Collected data entries:
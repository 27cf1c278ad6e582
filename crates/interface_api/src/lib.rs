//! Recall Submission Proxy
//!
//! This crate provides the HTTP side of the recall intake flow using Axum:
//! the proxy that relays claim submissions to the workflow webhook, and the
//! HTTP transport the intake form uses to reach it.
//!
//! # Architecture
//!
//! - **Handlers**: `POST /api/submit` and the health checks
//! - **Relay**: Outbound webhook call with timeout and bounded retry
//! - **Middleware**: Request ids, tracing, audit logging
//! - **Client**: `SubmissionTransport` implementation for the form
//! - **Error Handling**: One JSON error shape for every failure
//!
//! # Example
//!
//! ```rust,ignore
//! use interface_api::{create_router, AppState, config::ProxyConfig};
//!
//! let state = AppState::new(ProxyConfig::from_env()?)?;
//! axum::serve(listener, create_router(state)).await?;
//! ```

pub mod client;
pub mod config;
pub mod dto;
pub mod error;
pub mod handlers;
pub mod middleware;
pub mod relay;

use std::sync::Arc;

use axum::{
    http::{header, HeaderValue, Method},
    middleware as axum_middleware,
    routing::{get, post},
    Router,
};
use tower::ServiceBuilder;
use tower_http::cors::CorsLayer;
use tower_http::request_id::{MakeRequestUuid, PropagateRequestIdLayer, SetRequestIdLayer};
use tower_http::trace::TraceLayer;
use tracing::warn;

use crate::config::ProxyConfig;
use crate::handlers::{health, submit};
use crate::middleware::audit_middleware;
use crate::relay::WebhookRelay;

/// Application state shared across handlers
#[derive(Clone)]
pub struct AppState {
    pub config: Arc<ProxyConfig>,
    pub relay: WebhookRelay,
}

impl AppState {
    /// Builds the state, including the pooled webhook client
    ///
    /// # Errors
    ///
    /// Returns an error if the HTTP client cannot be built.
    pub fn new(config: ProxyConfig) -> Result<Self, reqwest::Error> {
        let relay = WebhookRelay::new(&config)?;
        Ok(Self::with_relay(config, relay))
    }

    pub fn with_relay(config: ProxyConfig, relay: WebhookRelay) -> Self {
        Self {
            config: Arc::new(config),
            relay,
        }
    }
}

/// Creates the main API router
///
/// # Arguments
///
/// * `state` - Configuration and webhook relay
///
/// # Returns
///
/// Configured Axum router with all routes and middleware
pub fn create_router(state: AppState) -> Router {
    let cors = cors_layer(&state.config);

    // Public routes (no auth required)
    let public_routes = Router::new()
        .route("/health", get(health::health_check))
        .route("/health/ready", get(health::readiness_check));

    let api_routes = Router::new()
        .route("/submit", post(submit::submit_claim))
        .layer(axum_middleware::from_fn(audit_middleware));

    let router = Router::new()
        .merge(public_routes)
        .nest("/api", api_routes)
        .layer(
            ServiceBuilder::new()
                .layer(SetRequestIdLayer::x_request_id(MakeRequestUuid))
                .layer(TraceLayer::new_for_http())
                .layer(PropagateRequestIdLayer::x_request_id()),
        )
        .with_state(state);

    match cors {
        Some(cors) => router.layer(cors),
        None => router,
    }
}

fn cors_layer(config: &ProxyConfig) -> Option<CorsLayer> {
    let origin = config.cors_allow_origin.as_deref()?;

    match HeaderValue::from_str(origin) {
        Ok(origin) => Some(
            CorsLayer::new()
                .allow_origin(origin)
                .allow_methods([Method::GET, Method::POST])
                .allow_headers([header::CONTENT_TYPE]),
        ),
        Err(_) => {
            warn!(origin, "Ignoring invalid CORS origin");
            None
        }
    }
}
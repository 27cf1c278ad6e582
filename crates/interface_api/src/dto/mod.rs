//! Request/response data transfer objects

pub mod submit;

==

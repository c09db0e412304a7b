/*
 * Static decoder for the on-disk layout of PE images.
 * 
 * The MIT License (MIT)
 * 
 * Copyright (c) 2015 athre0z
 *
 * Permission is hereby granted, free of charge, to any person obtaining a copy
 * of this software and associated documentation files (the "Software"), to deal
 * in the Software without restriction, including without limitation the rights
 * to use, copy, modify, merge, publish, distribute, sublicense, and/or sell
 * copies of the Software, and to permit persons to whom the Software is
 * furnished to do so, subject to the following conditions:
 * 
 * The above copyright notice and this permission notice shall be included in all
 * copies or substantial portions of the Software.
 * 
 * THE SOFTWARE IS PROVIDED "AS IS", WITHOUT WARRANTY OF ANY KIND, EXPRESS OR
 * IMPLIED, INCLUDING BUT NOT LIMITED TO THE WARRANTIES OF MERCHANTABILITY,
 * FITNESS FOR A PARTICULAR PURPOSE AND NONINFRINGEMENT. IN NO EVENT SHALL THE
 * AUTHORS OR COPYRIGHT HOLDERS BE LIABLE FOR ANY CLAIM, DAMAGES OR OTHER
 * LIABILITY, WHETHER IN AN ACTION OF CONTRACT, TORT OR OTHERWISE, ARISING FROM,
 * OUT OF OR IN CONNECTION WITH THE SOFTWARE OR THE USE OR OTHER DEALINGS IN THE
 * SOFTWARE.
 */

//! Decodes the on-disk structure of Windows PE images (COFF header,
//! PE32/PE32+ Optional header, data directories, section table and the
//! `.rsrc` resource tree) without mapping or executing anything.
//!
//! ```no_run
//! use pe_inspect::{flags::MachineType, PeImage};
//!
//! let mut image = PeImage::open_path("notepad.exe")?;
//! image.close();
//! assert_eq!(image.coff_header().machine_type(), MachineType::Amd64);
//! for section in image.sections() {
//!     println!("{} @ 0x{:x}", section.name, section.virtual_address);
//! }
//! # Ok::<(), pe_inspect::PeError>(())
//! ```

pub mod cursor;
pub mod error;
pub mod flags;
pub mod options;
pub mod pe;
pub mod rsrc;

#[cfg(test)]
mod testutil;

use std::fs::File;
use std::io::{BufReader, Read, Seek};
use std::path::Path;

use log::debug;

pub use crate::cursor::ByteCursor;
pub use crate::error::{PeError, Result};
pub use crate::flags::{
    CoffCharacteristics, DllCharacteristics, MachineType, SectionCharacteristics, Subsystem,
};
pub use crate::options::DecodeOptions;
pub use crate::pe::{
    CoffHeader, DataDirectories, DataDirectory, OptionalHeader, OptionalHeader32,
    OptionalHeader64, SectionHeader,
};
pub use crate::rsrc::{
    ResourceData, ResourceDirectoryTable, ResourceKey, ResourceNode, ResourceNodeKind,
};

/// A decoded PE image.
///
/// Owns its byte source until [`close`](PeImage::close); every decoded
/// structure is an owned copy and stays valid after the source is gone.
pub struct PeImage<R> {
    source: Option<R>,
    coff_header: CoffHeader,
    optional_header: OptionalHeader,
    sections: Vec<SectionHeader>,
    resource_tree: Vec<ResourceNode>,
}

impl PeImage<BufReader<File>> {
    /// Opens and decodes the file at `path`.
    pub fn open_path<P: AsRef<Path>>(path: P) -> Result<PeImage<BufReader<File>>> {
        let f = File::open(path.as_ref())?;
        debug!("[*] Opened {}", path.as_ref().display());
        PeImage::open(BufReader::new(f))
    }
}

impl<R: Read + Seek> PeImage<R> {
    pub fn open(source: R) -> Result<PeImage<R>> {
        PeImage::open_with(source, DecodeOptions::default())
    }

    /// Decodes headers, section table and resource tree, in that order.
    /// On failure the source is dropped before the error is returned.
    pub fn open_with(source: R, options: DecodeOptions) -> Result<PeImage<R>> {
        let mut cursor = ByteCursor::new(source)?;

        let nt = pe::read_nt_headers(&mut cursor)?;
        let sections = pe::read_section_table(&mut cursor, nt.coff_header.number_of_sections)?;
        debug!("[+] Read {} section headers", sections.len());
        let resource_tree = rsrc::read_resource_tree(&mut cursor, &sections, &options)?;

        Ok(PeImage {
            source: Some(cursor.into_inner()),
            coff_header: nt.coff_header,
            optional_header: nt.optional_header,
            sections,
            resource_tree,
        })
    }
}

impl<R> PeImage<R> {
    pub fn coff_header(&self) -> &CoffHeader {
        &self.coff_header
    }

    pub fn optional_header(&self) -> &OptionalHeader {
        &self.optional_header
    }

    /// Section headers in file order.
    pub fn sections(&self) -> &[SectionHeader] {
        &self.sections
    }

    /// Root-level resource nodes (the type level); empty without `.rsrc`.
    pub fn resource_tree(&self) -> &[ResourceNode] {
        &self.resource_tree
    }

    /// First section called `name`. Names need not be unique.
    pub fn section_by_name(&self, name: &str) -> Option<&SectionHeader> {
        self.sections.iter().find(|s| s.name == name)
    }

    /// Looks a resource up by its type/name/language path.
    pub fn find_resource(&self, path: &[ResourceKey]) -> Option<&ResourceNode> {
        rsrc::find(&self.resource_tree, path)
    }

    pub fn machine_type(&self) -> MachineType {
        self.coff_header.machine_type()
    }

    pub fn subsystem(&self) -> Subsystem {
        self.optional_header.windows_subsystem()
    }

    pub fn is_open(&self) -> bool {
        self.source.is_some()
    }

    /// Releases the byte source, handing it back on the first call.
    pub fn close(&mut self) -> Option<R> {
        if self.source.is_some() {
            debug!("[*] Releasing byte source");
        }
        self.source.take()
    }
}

==

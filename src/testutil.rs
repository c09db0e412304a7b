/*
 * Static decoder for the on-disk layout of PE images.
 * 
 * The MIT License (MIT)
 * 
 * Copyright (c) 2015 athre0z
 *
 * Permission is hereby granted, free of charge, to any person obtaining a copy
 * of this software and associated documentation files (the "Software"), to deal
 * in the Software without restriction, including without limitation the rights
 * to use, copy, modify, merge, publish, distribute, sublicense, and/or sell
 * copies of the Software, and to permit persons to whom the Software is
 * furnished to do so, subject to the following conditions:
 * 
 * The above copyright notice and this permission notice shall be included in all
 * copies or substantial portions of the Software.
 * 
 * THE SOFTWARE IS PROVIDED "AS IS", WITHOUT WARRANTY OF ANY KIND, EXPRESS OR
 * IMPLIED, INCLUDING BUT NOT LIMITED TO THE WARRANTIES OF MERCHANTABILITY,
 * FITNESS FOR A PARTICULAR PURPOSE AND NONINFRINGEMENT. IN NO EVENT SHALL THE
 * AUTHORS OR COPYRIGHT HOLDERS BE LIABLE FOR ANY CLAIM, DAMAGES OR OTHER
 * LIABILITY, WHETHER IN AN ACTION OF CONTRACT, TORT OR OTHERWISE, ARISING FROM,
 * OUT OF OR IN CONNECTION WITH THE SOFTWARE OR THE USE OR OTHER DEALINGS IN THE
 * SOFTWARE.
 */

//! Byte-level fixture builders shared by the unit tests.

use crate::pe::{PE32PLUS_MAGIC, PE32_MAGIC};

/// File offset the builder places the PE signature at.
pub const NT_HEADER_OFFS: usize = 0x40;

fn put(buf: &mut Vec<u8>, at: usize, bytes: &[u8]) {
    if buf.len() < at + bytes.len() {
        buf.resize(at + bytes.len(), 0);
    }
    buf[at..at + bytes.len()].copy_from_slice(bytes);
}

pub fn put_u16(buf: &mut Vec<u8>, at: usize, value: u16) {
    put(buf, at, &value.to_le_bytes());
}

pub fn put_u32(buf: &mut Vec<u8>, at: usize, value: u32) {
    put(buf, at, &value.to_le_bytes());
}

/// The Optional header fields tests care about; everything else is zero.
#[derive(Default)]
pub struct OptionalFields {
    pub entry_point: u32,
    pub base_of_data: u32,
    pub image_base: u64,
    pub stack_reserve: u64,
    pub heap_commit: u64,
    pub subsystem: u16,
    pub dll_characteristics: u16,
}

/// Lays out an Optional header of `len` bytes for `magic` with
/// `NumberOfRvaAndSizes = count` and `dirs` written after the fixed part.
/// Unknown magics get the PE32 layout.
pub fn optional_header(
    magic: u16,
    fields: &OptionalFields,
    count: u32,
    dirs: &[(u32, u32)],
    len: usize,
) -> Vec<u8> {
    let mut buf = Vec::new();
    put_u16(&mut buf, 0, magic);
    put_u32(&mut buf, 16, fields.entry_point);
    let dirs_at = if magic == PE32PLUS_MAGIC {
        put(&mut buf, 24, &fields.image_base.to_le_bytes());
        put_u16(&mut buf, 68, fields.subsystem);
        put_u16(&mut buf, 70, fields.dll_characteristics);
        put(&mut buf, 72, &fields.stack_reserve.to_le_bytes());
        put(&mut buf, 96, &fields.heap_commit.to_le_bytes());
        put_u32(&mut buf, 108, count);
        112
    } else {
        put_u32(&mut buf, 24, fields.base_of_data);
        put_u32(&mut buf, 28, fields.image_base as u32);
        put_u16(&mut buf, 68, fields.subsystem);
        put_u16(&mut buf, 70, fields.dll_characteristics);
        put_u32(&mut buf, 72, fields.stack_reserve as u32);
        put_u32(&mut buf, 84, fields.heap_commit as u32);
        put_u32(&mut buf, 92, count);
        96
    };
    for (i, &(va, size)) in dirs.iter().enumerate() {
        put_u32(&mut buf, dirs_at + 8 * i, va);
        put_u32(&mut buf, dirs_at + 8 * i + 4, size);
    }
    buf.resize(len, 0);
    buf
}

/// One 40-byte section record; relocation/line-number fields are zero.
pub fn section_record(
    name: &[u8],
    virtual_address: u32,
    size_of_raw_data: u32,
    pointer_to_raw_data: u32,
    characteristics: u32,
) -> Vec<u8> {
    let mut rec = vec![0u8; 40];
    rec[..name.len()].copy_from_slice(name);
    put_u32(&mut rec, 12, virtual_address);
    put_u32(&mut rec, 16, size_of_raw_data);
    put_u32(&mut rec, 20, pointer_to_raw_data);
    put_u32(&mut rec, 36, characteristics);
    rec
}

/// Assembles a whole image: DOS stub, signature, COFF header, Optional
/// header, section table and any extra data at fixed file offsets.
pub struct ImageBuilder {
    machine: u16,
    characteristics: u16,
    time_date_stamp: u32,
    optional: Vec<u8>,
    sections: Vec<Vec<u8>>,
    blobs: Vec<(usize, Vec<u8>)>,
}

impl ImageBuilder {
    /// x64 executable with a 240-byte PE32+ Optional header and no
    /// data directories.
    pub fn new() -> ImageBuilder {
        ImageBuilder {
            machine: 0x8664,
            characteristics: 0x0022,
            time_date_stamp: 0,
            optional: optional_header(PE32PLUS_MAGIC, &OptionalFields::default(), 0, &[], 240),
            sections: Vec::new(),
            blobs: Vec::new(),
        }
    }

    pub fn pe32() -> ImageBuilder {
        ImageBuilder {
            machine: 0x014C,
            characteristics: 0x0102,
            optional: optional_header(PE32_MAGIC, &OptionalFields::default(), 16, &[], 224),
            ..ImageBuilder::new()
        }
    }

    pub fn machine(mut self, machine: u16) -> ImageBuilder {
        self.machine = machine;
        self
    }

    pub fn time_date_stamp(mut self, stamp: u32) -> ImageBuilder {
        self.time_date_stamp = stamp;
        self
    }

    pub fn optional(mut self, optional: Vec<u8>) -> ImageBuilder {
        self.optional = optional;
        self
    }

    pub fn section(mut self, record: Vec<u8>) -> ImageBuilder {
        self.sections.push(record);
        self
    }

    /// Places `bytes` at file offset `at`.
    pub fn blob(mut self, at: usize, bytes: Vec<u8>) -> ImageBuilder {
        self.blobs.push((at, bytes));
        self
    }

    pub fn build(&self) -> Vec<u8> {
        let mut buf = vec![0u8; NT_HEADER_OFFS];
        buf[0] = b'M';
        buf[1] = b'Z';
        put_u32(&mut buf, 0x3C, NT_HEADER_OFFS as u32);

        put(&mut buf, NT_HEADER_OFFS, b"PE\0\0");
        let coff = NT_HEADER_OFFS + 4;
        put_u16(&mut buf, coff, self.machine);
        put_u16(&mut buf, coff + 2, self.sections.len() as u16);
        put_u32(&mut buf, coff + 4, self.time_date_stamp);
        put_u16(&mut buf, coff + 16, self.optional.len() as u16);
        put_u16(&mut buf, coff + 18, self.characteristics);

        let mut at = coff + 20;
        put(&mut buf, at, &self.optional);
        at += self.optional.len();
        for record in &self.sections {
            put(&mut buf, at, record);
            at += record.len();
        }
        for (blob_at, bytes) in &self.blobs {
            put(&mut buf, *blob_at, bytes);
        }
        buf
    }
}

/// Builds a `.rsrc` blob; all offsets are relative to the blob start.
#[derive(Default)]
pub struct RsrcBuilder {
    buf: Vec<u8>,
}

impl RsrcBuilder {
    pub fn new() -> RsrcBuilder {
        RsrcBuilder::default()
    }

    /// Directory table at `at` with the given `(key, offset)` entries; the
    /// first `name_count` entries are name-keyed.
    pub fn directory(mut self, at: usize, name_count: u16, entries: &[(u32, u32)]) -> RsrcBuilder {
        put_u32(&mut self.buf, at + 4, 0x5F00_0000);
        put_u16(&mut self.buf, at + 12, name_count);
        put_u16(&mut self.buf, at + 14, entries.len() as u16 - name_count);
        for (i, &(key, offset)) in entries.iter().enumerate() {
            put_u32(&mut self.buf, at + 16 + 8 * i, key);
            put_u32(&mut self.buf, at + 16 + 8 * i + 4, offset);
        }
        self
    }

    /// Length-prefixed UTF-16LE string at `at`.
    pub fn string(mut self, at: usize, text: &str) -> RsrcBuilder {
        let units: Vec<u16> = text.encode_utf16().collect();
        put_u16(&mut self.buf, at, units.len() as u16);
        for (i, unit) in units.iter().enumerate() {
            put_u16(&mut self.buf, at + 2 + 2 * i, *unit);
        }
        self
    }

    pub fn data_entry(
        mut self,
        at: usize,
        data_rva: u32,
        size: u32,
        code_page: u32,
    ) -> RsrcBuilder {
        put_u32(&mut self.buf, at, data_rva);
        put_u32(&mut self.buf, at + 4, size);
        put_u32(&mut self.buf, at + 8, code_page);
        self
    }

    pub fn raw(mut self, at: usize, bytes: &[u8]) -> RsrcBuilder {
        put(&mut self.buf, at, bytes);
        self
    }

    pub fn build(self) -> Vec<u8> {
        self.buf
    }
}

### TASK ITEM
What lines in the data above carry "level"? Return them all.

### RESULT FOR THIS TASK
    /// Root-level resource nodes (the type level); empty without `.rsrc`.
//! Byte-level fixture builders shared by the unit tests.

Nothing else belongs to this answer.